Individuals with headache before traumatic brain injury (TBI) are less likely to receive a diagnosis of posttraumatic headache (PTH), according to a study published online May 20 in Headache.
Zachary Leibovit-Reiben, from the Mayo Clinic in Phoenix, and colleagues conducted an exploratory analysis of patients with TBI enrolled in a multicenter prospective, cialis usa today ad longitudinal patient registry (the American Registry for Migraine Research). A total of 2,717 patients were enrolled between Feb. 1, 2016, and May 6, 2020; 565 were included in this analysis. Patients with headaches prior to their TBI were compared to those without headaches prior to their TBI; 350 of 565 patients had headaches prior to their TBI.

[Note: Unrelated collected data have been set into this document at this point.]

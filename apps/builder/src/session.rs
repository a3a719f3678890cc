//! Editor session: the single owner of the form state and the submission status.
//!
//! Runs as one tokio task fed by an mpsc channel, so every mutation is applied
//! in arrival order by one logical mutator and no lock guards the document.
//! Webhook calls run in their own task against the snapshot taken at submit
//! time; edits made while a call is in flight do not affect it.

use std::sync::Arc;

use tokio::sync::{mpsc, oneshot};
use tracing::{debug, info};
use uuid::Uuid;

use crate::errors::AppError;
use crate::form::{DocumentSnapshot, FormAction, FormError, FormStateStore, FormView};
use crate::submission::{ArtifactService, SubmissionError, SubmissionGateway, SubmissionStatus};

const COMMAND_BUFFER: usize = 64;

enum SessionCommand {
    Snapshot {
        reply: oneshot::Sender<DocumentSnapshot>,
    },
    FormView {
        reply: oneshot::Sender<FormView>,
    },
    Apply {
        action: FormAction,
        reply: oneshot::Sender<Result<DocumentSnapshot, FormError>>,
    },
    Submit {
        accepted: oneshot::Sender<SubmissionStatus>,
        finished: oneshot::Sender<SubmissionStatus>,
    },
    Finished {
        attempt: Uuid,
        outcome: Result<String, SubmissionError>,
        finished: oneshot::Sender<SubmissionStatus>,
    },
    Status {
        reply: oneshot::Sender<SubmissionStatus>,
    },
}

/// Cloneable handle used by route handlers to talk to the session task.
#[derive(Clone)]
pub struct SessionHandle {
    tx: mpsc::Sender<SessionCommand>,
}

/// A submission that has been accepted. `finished` resolves once the webhook
/// call completes.
pub struct PendingSubmission {
    pub accepted: SubmissionStatus,
    finished: oneshot::Receiver<SubmissionStatus>,
}

impl PendingSubmission {
    pub async fn finished(self) -> Result<SubmissionStatus, AppError> {
        self.finished.await.map_err(|_| AppError::SessionClosed)
    }
}

impl SessionHandle {
    pub async fn snapshot(&self) -> Result<DocumentSnapshot, AppError> {
        self.request(|reply| SessionCommand::Snapshot { reply }).await
    }

    /// Revision and section summaries taken from the same snapshot.
    pub async fn form_view(&self) -> Result<FormView, AppError> {
        self.request(|reply| SessionCommand::FormView { reply }).await
    }

    pub async fn apply(&self, action: FormAction) -> Result<DocumentSnapshot, AppError> {
        let snapshot = self
            .request(|reply| SessionCommand::Apply { action, reply })
            .await??;
        Ok(snapshot)
    }

    pub async fn submission_status(&self) -> Result<SubmissionStatus, AppError> {
        self.request(|reply| SessionCommand::Status { reply }).await
    }

    /// Starts a submission of the current snapshot.
    pub async fn submit(&self) -> Result<PendingSubmission, AppError> {
        let (finished_tx, finished_rx) = oneshot::channel();
        let accepted = self
            .request(|accepted| SessionCommand::Submit {
                accepted,
                finished: finished_tx,
            })
            .await?;
        Ok(PendingSubmission {
            accepted,
            finished: finished_rx,
        })
    }

    async fn request<T>(
        &self,
        command: impl FnOnce(oneshot::Sender<T>) -> SessionCommand,
    ) -> Result<T, AppError> {
        let (reply, rx) = oneshot::channel();
        self.tx
            .send(command(reply))
            .await
            .map_err(|_| AppError::SessionClosed)?;
        rx.await.map_err(|_| AppError::SessionClosed)
    }
}

/// Spawns the session task with a blank document and returns its handle.
/// The task exits once every handle has been dropped.
pub fn spawn_session(artifacts: Arc<dyn ArtifactService>) -> SessionHandle {
    let (tx, rx) = mpsc::channel(COMMAND_BUFFER);
    let session = Session {
        store: FormStateStore::new(),
        gateway: SubmissionGateway::new(),
        artifacts,
        inbox: tx.downgrade(),
    };
    tokio::spawn(session.run(rx));
    SessionHandle { tx }
}

struct Session {
    store: FormStateStore,
    gateway: SubmissionGateway,
    artifacts: Arc<dyn ArtifactService>,
    inbox: mpsc::WeakSender<SessionCommand>,
}

impl Session {
    async fn run(mut self, mut rx: mpsc::Receiver<SessionCommand>) {
        info!("Editor session started");
        while let Some(command) = rx.recv().await {
            self.handle(command);
        }
        info!("Editor session stopped");
    }

    fn handle(&mut self, command: SessionCommand) {
        match command {
            SessionCommand::Snapshot { reply } => {
                let _ = reply.send(self.store.snapshot());
            }
            SessionCommand::FormView { reply } => {
                let _ = reply.send(self.store.form_view());
            }
            SessionCommand::Apply { action, reply } => {
                let _ = reply.send(self.store.apply(action));
            }
            SessionCommand::Status { reply } => {
                let _ = reply.send(self.gateway.status().clone());
            }
            SessionCommand::Submit { accepted, finished } => {
                self.start_submission(accepted, finished);
            }
            SessionCommand::Finished {
                attempt,
                outcome,
                finished,
            } => {
                let status = self.gateway.complete(attempt, outcome);
                let _ = finished.send(status);
            }
        }
    }

    fn start_submission(
        &mut self,
        accepted: oneshot::Sender<SubmissionStatus>,
        finished: oneshot::Sender<SubmissionStatus>,
    ) {
        let status = self.gateway.begin();
        let Some(attempt) = status.attempt() else {
            return;
        };
        let snapshot = self.store.snapshot();
        let _ = accepted.send(status);

        let Some(inbox) = self.inbox.upgrade() else {
            return;
        };
        let artifacts = Arc::clone(&self.artifacts);
        debug!(%attempt, revision = snapshot.revision, "Submitting document snapshot");

        tokio::spawn(async move {
            let outcome = artifacts.generate(&snapshot.document).await;
            let _ = inbox
                .send(SessionCommand::Finished {
                    attempt,
                    outcome,
                    finished,
                })
                .await;
        });
    }
}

The researchers found that although 25.7 percent of those with pre-TBI headache reported new or worsening headache within seven days of TBI, they were less likely to receive a diagnosis of PTH (4.0 versus 9.8 percent). Higher 12-item Allodynia Symptom Checklist scores, Migraine Attacks Subjective Cognitive Impairments Scale scores, and General Anxiety Disorder scores were seen for those with pre-TBI headache; they were also more likely to have a diagnosis of migraine (95.7 versus 89.3 percent).
“Those with preexisting headaches were less likely to receive a diagnosis of PTH, even though many of these patients reported new or worsening headaches within seven days of the TBI,” the authors write. “This underdiagnosis has potential implications for treatment, especially once there are PTH-specific therapies available.”